● **ASSIGNMENT**:
Write out exactly the lines from the start of the entries through the one that contains "const DEFAULT_HTTP_TIMEOUT: Duration", including both.

● **AVAILABLE DATA**:
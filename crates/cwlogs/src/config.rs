// Copyright 2023-Present Datadog, Inc. https://www.datadoghq.com/
// SPDX-License-Identifier: Apache-2.0

//! Saved user configuration, environment overrides, and the final resolved
//! settings. Precedence is command line, then `CWLOGS_*` environment
//! variables, then `~/.config/cwlogs/config.json`, then defaults.

use serde::{Deserialize, Serialize};
use std::env;
use std::fs;
use std::path::{Path, PathBuf};
use std::time::Duration;
use thiserror::Error;

use cwlogs_forwarder::constants::{DEFAULT_BATCH_SIZE, DEFAULT_FLUSH_INTERVAL};
use cwlogs_forwarder::{DrainPolicy, ForwarderConfig};
use cwlogs_sinks::{CloudWatchConfig, HttpSinkConfig};

use crate::cli::{RunArgs, SinkKind};

const CONFIG_DIR: &str = ".config/cwlogs";
const CONFIG_FILE: &str = "config.json";

pub const DEFAULT_PROFILE: &str = "default";
pub const DEFAULT_REGION: &str = "us-west-2";
const DEFAULT_HTTP_TIMEOUT: Duration = Duration::from_secs(5);

#[derive(Debug, Error)]
pub enum ConfigError {
    #[error("failed to get home directory")]
    NoHomeDir,

    #[error("failed to access {path}: {source}")]
    Io {
        path: PathBuf,
        #[source]
        source: std::io::Error,
    },

    #[error("failed to parse {path}: {source}")]
    Parse {
        path: PathBuf,
        #[source]
        source: serde_json::Error,
    },

    #[error("{0}")]
    Missing(&'static str),

    #[error("invalid value for {key}: {value:?}")]
    Invalid { key: &'static str, value: String },
}

/// Contents of `~/.config/cwlogs/config.json`.
#[derive(Debug, Clone, Default, PartialEq, Eq, Serialize, Deserialize)]
pub struct FileConfig {
    #[serde(default)]
    pub log_group: String,
    #[serde(default)]
    pub profile: String,
    #[serde(default)]
    pub region: String,
}

pub fn config_path() -> Result<PathBuf, ConfigError> {
    let home = dirs::home_dir().ok_or(ConfigError::NoHomeDir)?;
    Ok(home.join(CONFIG_DIR).join(CONFIG_FILE))
}

/// Returns `Ok(None)` when the file does not exist yet.
pub fn load_from(path: &Path) -> Result<Option<FileConfig>, ConfigError> {
    let data = match fs::read(path) {
        Ok(data) => data,
        Err(e) if e.kind() == std::io::ErrorKind::NotFound => return Ok(None),
        Err(source) => {
            return Err(ConfigError::Io {
                path: path.to_path_buf(),
                source,
            })
        }
    };
    serde_json::from_slice(&data)
        .map(Some)
        .map_err(|source| ConfigError::Parse {
            path: path.to_path_buf(),
            source,
        })
}

pub fn save_to(path: &Path, config: &FileConfig) -> Result<(), ConfigError> {
    let io_err = |source| ConfigError::Io {
        path: path.to_path_buf(),
        source,
    };
    if let Some(dir) = path.parent() {
        fs::create_dir_all(dir).map_err(io_err)?;
    }
    let data = serde_json::to_vec_pretty(config).map_err(|source| ConfigError::Parse {
        path: path.to_path_buf(),
        source,
    })?;
    fs::write(path, data).map_err(io_err)
}

/// `CWLOGS_*` environment variables.
#[derive(Debug, Clone, Default, PartialEq, Eq)]
pub struct EnvOverrides {
    pub log_group: Option<String>,
    pub profile: Option<String>,
    pub region: Option<String>,
    pub batch_size: Option<usize>,
    pub flush_interval_secs: Option<u64>,
    pub log_level: Option<String>,
}

impl EnvOverrides {
    pub fn from_env() -> Result<Self, ConfigError> {
        Ok(Self {
            log_group: non_empty_var("CWLOGS_LOG_GROUP"),
            profile: non_empty_var("CWLOGS_PROFILE"),
            region: non_empty_var("CWLOGS_REGION"),
            batch_size: parse_var("CWLOGS_BATCH_SIZE")?,
            flush_interval_secs: parse_var("CWLOGS_FLUSH_INTERVAL_SECS")?,
            log_level: non_empty_var("CWLOGS_LOG_LEVEL").map(|val| val.to_lowercase()),
        })
    }
}

fn non_empty_var(key: &str) -> Option<String> {
    env::var(key).ok().filter(|val| !val.trim().is_empty())
}

fn parse_var<T: std::str::FromStr>(key: &'static str) -> Result<Option<T>, ConfigError> {
    match non_empty_var(key) {
        None => Ok(None),
        Some(value) => value
            .trim()
            .parse::<T>()
            .map(Some)
            .map_err(|_| ConfigError::Invalid { key, value }),
    }
}

#[derive(Debug, Clone, PartialEq, Eq)]
pub enum SinkSettings {
    CloudWatch(CloudWatchConfig),
    Http(HttpSinkConfig),
}

#[derive(Debug, Clone, PartialEq, Eq)]
pub struct Settings {
    pub sink: SinkSettings,
    pub forwarder: ForwarderConfig,
    /// Copy forwarded lines to stdout.
    pub echo: bool,
}

pub fn resolve(
    args: &RunArgs,
    env: &EnvOverrides,
    file: Option<FileConfig>,
) -> Result<Settings, ConfigError> {
    let file = file.unwrap_or_default();

    let batch_size = args
        .batch_size
        .or(env.batch_size)
        .unwrap_or(DEFAULT_BATCH_SIZE);
    if batch_size == 0 {
        return Err(ConfigError::Invalid {
            key: "batch size",
            value: "0".to_string(),
        });
    }
    let flush_interval = match args.flush_interval.or(env.flush_interval_secs) {
        Some(0) => {
            return Err(ConfigError::Invalid {
                key: "flush interval",
                value: "0".to_string(),
            })
        }
        Some(secs) => Duration::from_secs(secs),
        None => DEFAULT_FLUSH_INTERVAL,
    };
    let drain_policy = match args.await_in_flight {
        Some(secs) if secs > 0 => DrainPolicy::AwaitInFlight(Duration::from_secs(secs)),
        _ => DrainPolicy::Detach,
    };

    let sink = match args.sink {
        SinkKind::Cloudwatch => {
            let log_group = first_of([
                args.log_group.clone(),
                env.log_group.clone(),
                Some(file.log_group),
            ])
            .ok_or(ConfigError::Missing(
                "no log group configured; run `cwlogs setup` or set CWLOGS_LOG_GROUP",
            ))?;
            SinkSettings::CloudWatch(CloudWatchConfig {
                profile: first_of([args.profile.clone(), env.profile.clone(), Some(file.profile)]),
                region: first_of([args.region.clone(), env.region.clone(), Some(file.region)]),
                log_group,
                log_stream: args.stream.clone(),
            })
        }
        SinkKind::Http => {
            let endpoint = args
                .endpoint
                .clone()
                .filter(|e| !e.is_empty())
                .ok_or(ConfigError::Missing("the http sink requires --endpoint"))?;
            SinkSettings::Http(HttpSinkConfig {
                endpoint,
                token: args.token.clone(),
                timeout: DEFAULT_HTTP_TIMEOUT,
                compression_level: args.compress,
                https_proxy: env::var("HTTPS_PROXY").ok(),
            })
        }
    };

    Ok(Settings {
        sink,
        forwarder: ForwarderConfig {
            batch_size,
            flush_interval,
            drain_policy,
        },
        echo: !args.silent,
    })
}

fn first_of<const N: usize>(candidates: [Option<String>; N]) -> Option<String> {
    candidates
        .into_iter()
        .flatten()
        .find(|value| !value.is_empty())
}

● **SOLUTION TO THIS EXERCISE**:
filename crates/cwlogs/src/config.rs
// Copyright 2023-Present Datadog, Inc. https://www.datadoghq.com/
// SPDX-License-Identifier: Apache-2.0

//! Saved user configuration, environment overrides, and the final resolved
//! settings. Precedence is command line, then `CWLOGS_*` environment
//! variables, then `~/.config/cwlogs/config.json`, then defaults.

use serde::{Deserialize, Serialize};
use std::env;
use std::fs;
use std::path::{Path, PathBuf};
use std::time::Duration;
use thiserror::Error;

use cwlogs_forwarder::constants::{DEFAULT_BATCH_SIZE, DEFAULT_FLUSH_INTERVAL};
use cwlogs_forwarder::{DrainPolicy, ForwarderConfig};
use cwlogs_sinks::{CloudWatchConfig, HttpSinkConfig};

use crate::cli::{RunArgs, SinkKind};

const CONFIG_DIR: &str = ".config/cwlogs";
const CONFIG_FILE: &str = "config.json";

pub const DEFAULT_PROFILE: &str = "default";
pub const DEFAULT_REGION: &str = "us-west-2";
const DEFAULT_HTTP_TIMEOUT: Duration = Duration::from_secs(5);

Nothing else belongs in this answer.